§ **Task to carry out**
With nothing added and nothing dropped, copy the entire listing.

§ **Available records**
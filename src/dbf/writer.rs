//! # Table Writer
//!
//! Materialises a locked [`Table`] into its on-disk byte image in one
//! pass: header, descriptor array, terminator, live records, tombstoned
//! records, EOF marker. Memo payloads encountered along the way are
//! appended to a [`MemoHeap`] and both buffers come back together in a
//! [`TableImage`].

use chrono::{Datelike, Utc};
use tracing::debug;
use zerocopy::IntoBytes;

use super::{
    FieldDescriptor, TableHeader, DESCRIPTOR_SIZE, DESCRIPTOR_TERMINATOR, EOF_MARKER, HEADER_SIZE,
    RECORD_DELETED, RECORD_LIVE, VERSION_PLAIN, VERSION_WITH_MEMO,
};
use crate::dbt::MemoHeap;
use crate::encoding::{is_ascii_digits, pad_left, pad_right};
use crate::error::RowAddError;
use crate::table::Table;
use crate::types::{Column, ColumnType, TextEncoding};

/// Memo block indices occupy ten ASCII digits, left-padded with `'0'`.
const MEMO_FIELD_WIDTH: usize = 10;

/// The serialised table: the `.dbf` image plus its `.dbt` companion when
/// any memo payload was written.
#[derive(Debug)]
pub struct TableImage {
    pub dbf: Vec<u8>,
    pub dbt: Option<Vec<u8>>,
}

/// One-pass `.dbf`/`.dbt` serialiser.
#[derive(Debug, Clone, Copy, Default)]
pub struct Writer {
    encoding: TextEncoding,
}

impl Writer {
    pub fn new() -> Self {
        Self::default()
    }

    /// Selects the text encoding applied to `C` field payloads.
    pub fn with_encoding(encoding: TextEncoding) -> Self {
        Self { encoding }
    }

    /// Serialises the table. Fails when the table is not locked or any
    /// field value breaks its column's type contract.
    pub fn write(&self, table: &Table) -> Result<TableImage, RowAddError> {
        if !table.is_locked() {
            return Err(RowAddError::ColumnsNotLocked);
        }

        let mut memo = MemoHeap::new();
        let mut records = Vec::with_capacity(table.record_count() * table.record_len());
        for row in table.rows() {
            self.encode_record(table.columns(), row, RECORD_LIVE, &mut memo, &mut records)?;
        }
        for row in table.deleted_rows() {
            self.encode_record(table.columns(), row, RECORD_DELETED, &mut memo, &mut records)?;
        }

        let has_memo = table
            .columns()
            .iter()
            .any(|c| c.column_type().uses_memo());
        let version = if has_memo {
            VERSION_WITH_MEMO
        } else {
            VERSION_PLAIN
        };

        let today = Utc::now().date_naive();
        let header = TableHeader::new(
            version,
            (today.year() - 1900).clamp(0, 255) as u8,
            today.month() as u8,
            today.day() as u8,
            table.record_count() as u32,
            (DESCRIPTOR_SIZE * table.columns().len() + HEADER_SIZE + 1) as u16,
            table.record_len() as u16,
        );

        let mut dbf = Vec::with_capacity(
            HEADER_SIZE + DESCRIPTOR_SIZE * table.columns().len() + 1 + records.len() + 1,
        );
        dbf.extend_from_slice(header.as_bytes());
        for column in table.columns() {
            let descriptor =
                FieldDescriptor::new(column.name(), column.column_type().tag(), column.width());
            dbf.extend_from_slice(descriptor.as_bytes());
        }
        dbf.push(DESCRIPTOR_TERMINATOR);
        dbf.extend_from_slice(&records);
        dbf.push(EOF_MARKER);

        debug!(
            columns = table.columns().len(),
            records = table.record_count(),
            dbf_len = dbf.len(),
            memo = !memo.is_empty(),
            "encoded table image"
        );
        Ok(TableImage {
            dbf,
            dbt: memo.into_bytes(),
        })
    }

    fn encode_record(
        &self,
        columns: &[Column],
        values: &[String],
        marker: u8,
        memo: &mut MemoHeap,
        out: &mut Vec<u8>,
    ) -> Result<(), RowAddError> {
        out.push(marker);
        for (column, value) in columns.iter().zip(values) {
            self.encode_field(column, value, memo, out)?;
        }
        Ok(())
    }

    fn encode_field(
        &self,
        column: &Column,
        value: &str,
        memo: &mut MemoHeap,
        out: &mut Vec<u8>,
    ) -> Result<(), RowAddError> {
        let width = column.width() as usize;
        match column.column_type() {
            ColumnType::Character => {
                let bytes =
                    self.encoding
                        .encode(value)
                        .ok_or_else(|| RowAddError::Unencodable {
                            column: column.name().to_string(),
                            encoding: self.encoding.name(),
                        })?;
                if bytes.len() > width {
                    return Err(RowAddError::ValueTooWide {
                        column: column.name().to_string(),
                        width,
                        got: bytes.len(),
                    });
                }
                out.extend_from_slice(&pad_right(&bytes, width, 0));
            }
            ColumnType::Numeric => {
                value
                    .parse::<i64>()
                    .map_err(|_| self.invalid_integer(column, value))?;
                out.extend_from_slice(&self.right_justified(column, value, width, b' ')?);
            }
            ColumnType::Float => {
                value
                    .parse::<f64>()
                    .map_err(|_| self.invalid_number(column, value))?;
                out.extend_from_slice(&self.right_justified(column, value, width, b' ')?);
            }
            ColumnType::Date => {
                if value.len() != 8 || !is_ascii_digits(value.as_bytes()) {
                    return Err(RowAddError::InvalidDate {
                        column: column.name().to_string(),
                        value: value.to_string(),
                    });
                }
                out.extend_from_slice(value.as_bytes());
            }
            ColumnType::Logical => {
                let [flag] = value.as_bytes() else {
                    return Err(self.invalid_flag(column, value));
                };
                if !b"TYFN? ".contains(flag) {
                    return Err(self.invalid_flag(column, value));
                }
                out.push(*flag);
            }
            ColumnType::Memo | ColumnType::General | ColumnType::Binary => {
                let index = memo.append(value);
                out.extend_from_slice(&pad_left(
                    index.to_string().as_bytes(),
                    MEMO_FIELD_WIDTH,
                    b'0',
                ));
            }
            ColumnType::Long | ColumnType::Autoincrement => {
                let parsed: i32 = value
                    .parse()
                    .map_err(|_| self.invalid_integer(column, value))?;
                out.extend_from_slice(&parsed.to_le_bytes());
            }
            ColumnType::Double => {
                let parsed: f64 = value
                    .parse()
                    .map_err(|_| self.invalid_number(column, value))?;
                out.extend_from_slice(&parsed.to_le_bytes());
            }
            ColumnType::Timestamp => {
                let invalid = || RowAddError::InvalidTimestamp {
                    column: column.name().to_string(),
                    value: value.to_string(),
                };
                let (days, ms) = value.split_once(' ').ok_or_else(invalid)?;
                let days: i32 = days.parse().map_err(|_| invalid())?;
                let ms: i32 = ms.parse().map_err(|_| invalid())?;
                out.extend_from_slice(&days.to_le_bytes());
                out.extend_from_slice(&ms.to_le_bytes());
            }
        }
        Ok(())
    }

    fn right_justified(
        &self,
        column: &Column,
        value: &str,
        width: usize,
        fill: u8,
    ) -> Result<Vec<u8>, RowAddError> {
        if value.len() > width {
            return Err(RowAddError::ValueTooWide {
                column: column.name().to_string(),
                width,
                got: value.len(),
            });
        }
        Ok(pad_left(value.as_bytes(), width, fill))
    }

    fn invalid_integer(&self, column: &Column, value: &str) -> RowAddError {
        RowAddError::InvalidInteger {
            column: column.name().to_string(),
            value: value.to_string(),
        }
    }

    fn invalid_number(&self, column: &Column, value: &str) -> RowAddError {
        RowAddError::InvalidNumber {
            column: column.name().to_string(),
            value: value.to_string(),
        }
    }

    fn invalid_flag(&self, column: &Column, value: &str) -> RowAddError {
        RowAddError::InvalidFlag {
            column: column.name().to_string(),
            value: value.to_string(),
        }
    }
}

§ **Answer space**
filename src/dbf/writer.rs
//! # Table Writer
//!
//! Materialises a locked [`Table`] into its on-disk byte image in one
//! pass: header, descriptor array, terminator, live records, tombstoned
//! records, EOF marker. Memo payloads encountered along the way are
//! appended to a [`MemoHeap`] and both buffers come back together in a
//! [`TableImage`].

use chrono::{Datelike, Utc};
use tracing::debug;
use zerocopy::IntoBytes;

use super::{
    FieldDescriptor, TableHeader, DESCRIPTOR_SIZE, DESCRIPTOR_TERMINATOR, EOF_MARKER, HEADER_SIZE,
    RECORD_DELETED, RECORD_LIVE, VERSION_PLAIN, VERSION_WITH_MEMO,
};
use crate::dbt::MemoHeap;
use crate::encoding::{is_ascii_digits, pad_left, pad_right};
use crate::error::RowAddError;
use crate::table::Table;
use crate::types::{Column, ColumnType, TextEncoding};

/// Memo block indices occupy ten ASCII digits, left-padded with `'0'`.
const MEMO_FIELD_WIDTH: usize = 10;

/// The serialised table: the `.dbf` image plus its `.dbt` companion when
/// any memo payload was written.
#[derive(Debug)]
pub struct TableImage {
    pub dbf: Vec<u8>,
    pub dbt: Option<Vec<u8>>,
}

/// One-pass `.dbf`/`.dbt` serialiser.
#[derive(Debug, Clone, Copy, Default)]
pub struct Writer {
    encoding: TextEncoding,
}

impl Writer {
    pub fn new() -> Self {
        Self::default()
    }

    /// Selects the text encoding applied to `C` field payloads.
    pub fn with_encoding(encoding: TextEncoding) -> Self {
        Self { encoding }
    }

    /// Serialises the table. Fails when the table is not locked or any
    /// field value breaks its column's type contract.
    pub fn write(&self, table: &Table) -> Result<TableImage, RowAddError> {
        if !table.is_locked() {
            return Err(RowAddError::ColumnsNotLocked);
        }

        let mut memo = MemoHeap::new();
        let mut records = Vec::with_capacity(table.record_count() * table.record_len());
        for row in table.rows() {
            self.encode_record(table.columns(), row, RECORD_LIVE, &mut memo, &mut records)?;
        }
        for row in table.deleted_rows() {
            self.encode_record(table.columns(), row, RECORD_DELETED, &mut memo, &mut records)?;
        }

        let has_memo = table
            .columns()
            .iter()
            .any(|c| c.column_type().uses_memo());
        let version = if has_memo {
            VERSION_WITH_MEMO
        } else {
            VERSION_PLAIN
        };

        let today = Utc::now().date_naive();
        let header = TableHeader::new(
            version,
            (today.year() - 1900).clamp(0, 255) as u8,
            today.month() as u8,
            today.day() as u8,
            table.record_count() as u32,
            (DESCRIPTOR_SIZE * table.columns().len() + HEADER_SIZE + 1) as u16,
            table.record_len() as u16,
        );

        let mut dbf = Vec::with_capacity(
            HEADER_SIZE + DESCRIPTOR_SIZE * table.columns().len() + 1 + records.len() + 1,
        );
        dbf.extend_from_slice(header.as_bytes());
        for column in table.columns() {
            let descriptor =
                FieldDescriptor::new(column.name(), column.column_type().tag(), column.width());
            dbf.extend_from_slice(descriptor.as_bytes());
        }
        dbf.push(DESCRIPTOR_TERMINATOR);
        dbf.extend_from_slice(&records);
        dbf.push(EOF_MARKER);

        debug!(
            columns = table.columns().len(),
            records = table.record_count(),
            dbf_len = dbf.len(),
            memo = !memo.is_empty(),
            "encoded table image"
        );
        Ok(TableImage {
            dbf,
            dbt: memo.into_bytes(),
        })
    }

    fn encode_record(
        &self,
        columns: &[Column],
        values: &[String],
        marker: u8,
        memo: &mut MemoHeap,
        out: &mut Vec<u8>,
    ) -> Result<(), RowAddError> {
        out.push(marker);
        for (column, value) in columns.iter().zip(values) {
            self.encode_field(column, value, memo, out)?;
        }
        Ok(())
    }

    fn encode_field(
        &self,
        column: &Column,
        value: &str,
        memo: &mut MemoHeap,
        out: &mut Vec<u8>,
    ) -> Result<(), RowAddError> {
        let width = column.width() as usize;
        match column.column_type() {
            ColumnType::Character => {
                let bytes =
                    self.encoding
                        .encode(value)
                        .ok_or_else(|| RowAddError::Unencodable {
                            column: column.name().to_string(),
                            encoding: self.encoding.name(),
                        })?;
                if bytes.len() > width {
                    return Err(RowAddError::ValueTooWide {
                        column: column.name().to_string(),
                        width,
                        got: bytes.len(),
                    });
                }
                out.extend_from_slice(&pad_right(&bytes, width, 0));
            }
            ColumnType::Numeric => {
                value
                    .parse::<i64>()
                    .map_err(|_| self.invalid_integer(column, value))?;
                out.extend_from_slice(&self.right_justified(column, value, width, b' ')?);
            }
            ColumnType::Float => {
                value
                    .parse::<f64>()
                    .map_err(|_| self.invalid_number(column, value))?;
                out.extend_from_slice(&self.right_justified(column, value, width, b' ')?);
            }
            ColumnType::Date => {
                if value.len() != 8 || !is_ascii_digits(value.as_bytes()) {
                    return Err(RowAddError::InvalidDate {
                        column: column.name().to_string(),
                        value: value.to_string(),
                    });
                }
                out.extend_from_slice(value.as_bytes());
            }
            ColumnType::Logical => {
                let [flag] = value.as_bytes() else {
                    return Err(self.invalid_flag(column, value));
                };
                if !b"TYFN? ".contains(flag) {
                    return Err(self.invalid_flag(column, value));
                }
                out.push(*flag);
            }
            ColumnType::Memo | ColumnType::General | ColumnType::Binary => {
                let index = memo.append(value);
                out.extend_from_slice(&pad_left(
                    index.to_string().as_bytes(),
                    MEMO_FIELD_WIDTH,
                    b'0',
                ));
            }
            ColumnType::Long | ColumnType::Autoincrement => {
                let parsed: i32 = value
                    .parse()
                    .map_err(|_| self.invalid_integer(column, value))?;
                out.extend_from_slice(&parsed.to_le_bytes());
            }
            ColumnType::Double => {
                let parsed: f64 = value
                    .parse()
                    .map_err(|_| self.invalid_number(column, value))?;
                out.extend_from_slice(&parsed.to_le_bytes());
            }
            ColumnType::Timestamp => {
                let invalid = || RowAddError::InvalidTimestamp {
                    column: column.name().to_string(),
                    value: value.to_string(),
                };
                let (days, ms) = value.split_once(' ').ok_or_else(invalid)?;
                let days: i32 = days.parse().map_err(|_| invalid())?;
                let ms: i32 = ms.parse().map_err(|_| invalid())?;
                out.extend_from_slice(&days.to_le_bytes());
                out.extend_from_slice(&ms.to_le_bytes());
            }
        }
        Ok(())
    }

    fn right_justified(
        &self,
        column: &Column,
        value: &str,
        width: usize,
        fill: u8,
    ) -> Result<Vec<u8>, RowAddError> {
        if value.len() > width {
            return Err(RowAddError::ValueTooWide {
                column: column.name().to_string(),
                width,
                got: value.len(),
            });
        }
        Ok(pad_left(value.as_bytes(), width, fill))
    }

    fn invalid_integer(&self, column: &Column, value: &str) -> RowAddError {
        RowAddError::InvalidInteger {
            column: column.name().to_string(),
            value: value.to_string(),
        }
    }

    fn invalid_number(&self, column: &Column, value: &str) -> RowAddError {
        RowAddError::InvalidNumber {
            column: column.name().to_string(),
            value: value.to_string(),
        }
    }

    fn invalid_flag(&self, column: &Column, value: &str) -> RowAddError {
        RowAddError::InvalidFlag {
            column: column.name().to_string(),
            value: value.to_string(),
        }
    }
}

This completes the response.